DATA LISTING Block Start

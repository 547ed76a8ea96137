//! Mock payment pre-authorization.
//!
//! There is no card network behind this gate. It checks that the instrument is structurally plausible, and, if so,
//! hands back opaque references that stand in for a real processor's hold.
use chrono::{DateTime, Datelike, Duration, Months, Utc};
use log::*;
use pw_common::Yen;

use crate::{
    db_types::PaymentAuthorization,
    traits::{AuthorizationOutcome, CollaboratorError, PaymentGateway, PaymentInstrument},
};

#[derive(Debug, Clone, Copy, Default)]
pub struct MockPreAuthGateway;

fn opaque_ref(prefix: &str) -> String {
    format!("{prefix}_{:032x}", rand::random::<u128>())
}

impl MockPreAuthGateway {
    pub fn new() -> Self {
        Self
    }

    /// Returns the decline reason, if any.
    pub fn validate(instrument: &PaymentInstrument, amount: Yen, now: DateTime<Utc>) -> Result<(), String> {
        if !amount.is_positive() {
            return Err("hold amount must be positive".into());
        }
        let number: String = instrument.card_number.reveal().chars().filter(|c| !matches!(c, ' ' | '-')).collect();
        if !number.chars().all(|c| c.is_ascii_digit()) {
            return Err("card number may only contain digits".into());
        }
        if !(13..=19).contains(&number.len()) {
            return Err("card number must be 13 to 19 digits".into());
        }
        if !(1..=12).contains(&instrument.expiry_month) {
            return Err("expiry month must be between 1 and 12".into());
        }
        if (instrument.expiry_year, instrument.expiry_month) < (now.year(), now.month()) {
            return Err("card has expired".into());
        }
        let cvv = instrument.cvv.reveal();
        if cvv.len() != 3 || !cvv.chars().all(|c| c.is_ascii_digit()) {
            return Err("CVV must be exactly 3 digits".into());
        }
        if instrument.cardholder_name.trim().is_empty() {
            return Err("cardholder name is required".into());
        }
        Ok(())
    }

    pub fn authorize_at(&self, instrument: &PaymentInstrument, amount: Yen, now: DateTime<Utc>) -> AuthorizationOutcome {
        match Self::validate(instrument, amount, now) {
            Ok(()) => {
                let expires_at = now.checked_add_months(Months::new(1)).unwrap_or(now + Duration::days(30));
                let authorization = PaymentAuthorization {
                    payment_method_ref: opaque_ref("pm"),
                    auth_token_ref: opaque_ref("auth"),
                    authorized_amount: amount,
                    expires_at,
                };
                debug!("💳️ Pre-authorized {amount} until {expires_at}");
                AuthorizationOutcome::approved(authorization)
            },
            Err(reason) => {
                info!("💳️ Pre-authorization for {amount} declined: {reason}");
                AuthorizationOutcome::declined(reason)
            },
        }
    }
}

impl PaymentGateway for MockPreAuthGateway {
    async fn authorize(
        &self,
        instrument: &PaymentInstrument,
        amount: Yen,
    ) -> Result<AuthorizationOutcome, CollaboratorError> {
        Ok(self.authorize_at(instrument, amount, Utc::now()))
    }
}

#[cfg(test)]
mod test {
    use chrono::TimeZone;
    use pw_common::Secret;

    use super::*;

    fn now() -> DateTime<Utc> {
        Utc.with_ymd_and_hms(2026, 10, 14, 9, 0, 0).unwrap()
    }

    fn card() -> PaymentInstrument {
        PaymentInstrument {
            card_number: Secret::new("4111 1111 1111 1111".to_string()),
            expiry_month: 12,
            expiry_year: 2028,
            cvv: Secret::new("123".to_string()),
            cardholder_name: "HANAKO YAMADA".into(),
        }
    }

    #[test]
    fn valid_card_is_authorized_for_one_month() {
        let outcome = MockPreAuthGateway::new().authorize_at(&card(), Yen::from(10_000), now());
        assert!(outcome.authorized);
        let auth = outcome.authorization.unwrap();
        assert!(auth.payment_method_ref.starts_with("pm_"));
        assert!(auth.auth_token_ref.starts_with("auth_"));
        assert_eq!(auth.authorized_amount, Yen::from(10_000));
        assert_eq!(auth.expires_at, Utc.with_ymd_and_hms(2026, 11, 14, 9, 0, 0).unwrap());
    }

    #[test]
    fn references_are_unique() {
        let gate = MockPreAuthGateway::new();
        let a = gate.authorize_at(&card(), Yen::from(100), now()).authorization.unwrap();
        let b = gate.authorize_at(&card(), Yen::from(100), now()).authorization.unwrap();
        assert_ne!(a.auth_token_ref, b.auth_token_ref);
    }

    #[test]
    fn structural_problems_are_declines() {
        let gate = MockPreAuthGateway::new();
        let mut short = card();
        short.card_number = Secret::new("411111111111".to_string());
        let mut bad_cvv = card();
        bad_cvv.cvv = Secret::new("12".to_string());
        let mut expired = card();
        expired.expiry_year = 2026;
        expired.expiry_month = 9;
        let mut no_name = card();
        no_name.cardholder_name = " ".into();
        for (instrument, reason) in [
            (short, "13 to 19"),
            (bad_cvv, "CVV"),
            (expired, "expired"),
            (no_name, "cardholder"),
        ] {
            let outcome = gate.authorize_at(&instrument, Yen::from(500), now());
            assert!(!outcome.authorized);
            assert!(outcome.authorization.is_none());
            assert!(outcome.decline_reason.unwrap().contains(reason));
        }
        let zero = gate.authorize_at(&card(), Yen::from(0), now());
        assert!(!zero.authorized);
    }

    #[test]
    fn current_month_expiry_is_still_valid() {
        let mut c = card();
        c.expiry_year = 2026;
        c.expiry_month = 10;
        assert!(MockPreAuthGateway::validate(&c, Yen::from(1), now()).is_ok());
    }
}
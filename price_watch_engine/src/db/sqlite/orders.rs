use chrono::Utc;
use log::{debug, trace};
use sqlx::SqliteConnection;

use crate::{
    db::sqlite::SqliteDatabaseError,
    db_types::{ItemId, NewOrder, Order, OrderId, WatchId},
};

/// Inserts the order for the watch unless one already exists, and returns whichever order is stored.
///
/// A retried call after a lost response therefore never creates a second order. An insert for an item that already
/// has an order from a different watch violates the `item_id` unique constraint and fails.
pub async fn idempotent_insert(order: NewOrder, conn: &mut SqliteConnection) -> Result<Order, SqliteDatabaseError> {
    let watch_id = order.watch_id;
    let result = sqlx::query(
        r#"
            INSERT INTO orders (
                watch_id,
                buyer_id,
                seller_id,
                item_id,
                price,
                status,
                payment_method_ref,
                recipient_name,
                recipient_phone,
                recipient_postal_code,
                recipient_region,
                recipient_city,
                recipient_address_line1,
                recipient_address_line2,
                delivery_time_slot,
                created_at,
                updated_at
            ) VALUES ($1, $2, $3, $4, $5, 'pending', $6, $7, $8, $9, $10, $11, $12, $13, $14, $15, $15)
            ON CONFLICT (watch_id) DO NOTHING;
        "#,
    )
    .bind(order.watch_id)
    .bind(order.buyer_id)
    .bind(order.seller_id)
    .bind(order.item_id)
    .bind(order.price)
    .bind(order.payment_method_ref)
    .bind(order.recipient.name)
    .bind(order.recipient.phone)
    .bind(order.recipient.postal_code)
    .bind(order.recipient.region)
    .bind(order.recipient.city)
    .bind(order.recipient.address_line1)
    .bind(order.recipient.address_line2)
    .bind(order.delivery_time_slot)
    .bind(order.created_at)
    .execute(&mut *conn)
    .await?;
    if result.rows_affected() == 0 {
        trace!("🗃️ Order for {watch_id} already exists. Returning the stored one");
    }
    let stored = fetch_order_for_watch(watch_id, conn)
        .await?
        .ok_or_else(|| SqliteDatabaseError::NotFound(format!("order for {watch_id}")))?;
    debug!("🗃️ {} stored for {watch_id} at {}", stored.id, stored.price);
    Ok(stored)
}

pub async fn fetch_order(id: OrderId, conn: &mut SqliteConnection) -> Result<Option<Order>, SqliteDatabaseError> {
    let order = sqlx::query_as::<_, Order>("SELECT * FROM orders WHERE id = $1").bind(id).fetch_optional(conn).await?;
    Ok(order)
}

pub async fn fetch_order_for_watch(
    watch_id: WatchId,
    conn: &mut SqliteConnection,
) -> Result<Option<Order>, SqliteDatabaseError> {
    let order = sqlx::query_as::<_, Order>("SELECT * FROM orders WHERE watch_id = $1")
        .bind(watch_id)
        .fetch_optional(conn)
        .await?;
    Ok(order)
}

pub async fn fetch_orders_for_item(item: ItemId, conn: &mut SqliteConnection) -> Result<Vec<Order>, SqliteDatabaseError> {
    let orders =
        sqlx::query_as::<_, Order>("SELECT * FROM orders WHERE item_id = $1 ORDER BY id").bind(item).fetch_all(conn).await?;
    Ok(orders)
}

pub async fn attach_shipping_label(
    id: OrderId,
    label_ref: &str,
    conn: &mut SqliteConnection,
) -> Result<(), SqliteDatabaseError> {
    let result = sqlx::query("UPDATE orders SET shipping_label_ref = $1, updated_at = $2 WHERE id = $3")
        .bind(label_ref)
        .bind(Utc::now())
        .bind(id)
        .execute(conn)
        .await?;
    if result.rows_affected() == 0 {
        return Err(SqliteDatabaseError::NotFound(id.to_string()));
    }
    Ok(())
}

DATA LISTING Block End

If a line comes after the one that contains "match Self::validate(instrument, amount, now)", leave it out; return every line of the entries up to that point exactly, starting with the first, with that line included.

▶ _COMPLETED TASK_
repository 547ed76a8ea96137
//! Mock payment pre-authorization.
//!
//! There is no card network behind this gate. It checks that the instrument is structurally plausible, and, if so,
//! hands back opaque references that stand in for a real processor's hold.
use chrono::{DateTime, Datelike, Duration, Months, Utc};
use log::*;
use pw_common::Yen;

use crate::{
    db_types::PaymentAuthorization,
    traits::{AuthorizationOutcome, CollaboratorError, PaymentGateway, PaymentInstrument},
};

#[derive(Debug, Clone, Copy, Default)]
pub struct MockPreAuthGateway;

fn opaque_ref(prefix: &str) -> String {
    format!("{prefix}_{:032x}", rand::random::<u128>())
}

impl MockPreAuthGateway {
    pub fn new() -> Self {
        Self
    }

    /// Returns the decline reason, if any.
    pub fn validate(instrument: &PaymentInstrument, amount: Yen, now: DateTime<Utc>) -> Result<(), String> {
        if !amount.is_positive() {
            return Err("hold amount must be positive".into());
        }
        let number: String = instrument.card_number.reveal().chars().filter(|c| !matches!(c, ' ' | '-')).collect();
        if !number.chars().all(|c| c.is_ascii_digit()) {
            return Err("card number may only contain digits".into());
        }
        if !(13..=19).contains(&number.len()) {
            return Err("card number must be 13 to 19 digits".into());
        }
        if !(1..=12).contains(&instrument.expiry_month) {
            return Err("expiry month must be between 1 and 12".into());
        }
        if (instrument.expiry_year, instrument.expiry_month) < (now.year(), now.month()) {
            return Err("card has expired".into());
        }
        let cvv = instrument.cvv.reveal();
        if cvv.len() != 3 || !cvv.chars().all(|c| c.is_ascii_digit()) {
            return Err("CVV must be exactly 3 digits".into());
        }
        if instrument.cardholder_name.trim().is_empty() {
            return Err("cardholder name is required".into());
        }
        Ok(())
    }

    pub fn authorize_at(&self, instrument: &PaymentInstrument, amount: Yen, now: DateTime<Utc>) -> AuthorizationOutcome {
        match Self::validate(instrument, amount, now) {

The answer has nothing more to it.